*Goal of the exercise*. Pick up at the line with "pub fn score(&self)". Write it out exactly, along with each later line through the end of the data, and nothing more.

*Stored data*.
———
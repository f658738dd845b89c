//! Score and lives sinks

use serde::{Deserialize, Serialize};

/// Running score for one game
///
/// Signed so a ball-loss penalty can take it below zero.
#[derive(Debug, Clone, Copy, Default, PartialEq, Eq, Serialize, Deserialize)]
pub struct Scoreboard {
    score: i64,
}

impl Scoreboard {
    pub fn increase(&mut self, points: u32) {
        self.score += i64::from(points);
    }

    pub fn decrease(&mut self, points: u32) {
        self.score -= i64::from(points);
    }

    #[inline]
    pub fn score(&self) -> i64 {
        self.score
    }

    pub fn reset(&mut self) {
        self.score = 0;
    }
}

/// Remaining lives
#[derive(Debug, Clone, Copy, PartialEq, Eq, Serialize, Deserialize)]
pub struct Lives {
    count: u32,
    starting: u32,
}

impl Lives {
    pub fn new(starting: u32) -> Self {
        Self {
            count: starting,
            starting,
        }
    }

    #[inline]
    pub fn count(&self) -> u32 {
        self.count
    }

    /// Take one life; returns what is left
    pub fn decrement(&mut self) -> u32 {
        self.count = self.count.saturating_sub(1);
        self.count
    }

    #[inline]
    pub fn is_exhausted(&self) -> bool {
        self.count == 0
    }

    pub fn reset(&mut self) {
        self.count = self.starting;
    }
}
———
*Exercise output*.
    pub fn score(&self) -> i64 {
        self.score
    }

    pub fn reset(&mut self) {
        self.score = 0;
    }
}

/// Remaining lives
#[derive(Debug, Clone, Copy, PartialEq, Eq, Serialize, Deserialize)]
pub struct Lives {
    count: u32,
    starting: u32,
}

impl Lives {
    pub fn new(starting: u32) -> Self {
        Self {
            count: starting,
            starting,
        }
    }

    #[inline]
    pub fn count(&self) -> u32 {
        self.count
    }

    /// Take one life; returns what is left
    pub fn decrement(&mut self) -> u32 {
        self.count = self.count.saturating_sub(1);
        self.count
    }

    #[inline]
    pub fn is_exhausted(&self) -> bool {
        self.count == 0
    }

    pub fn reset(&mut self) {
        self.count = self.starting;
    }
}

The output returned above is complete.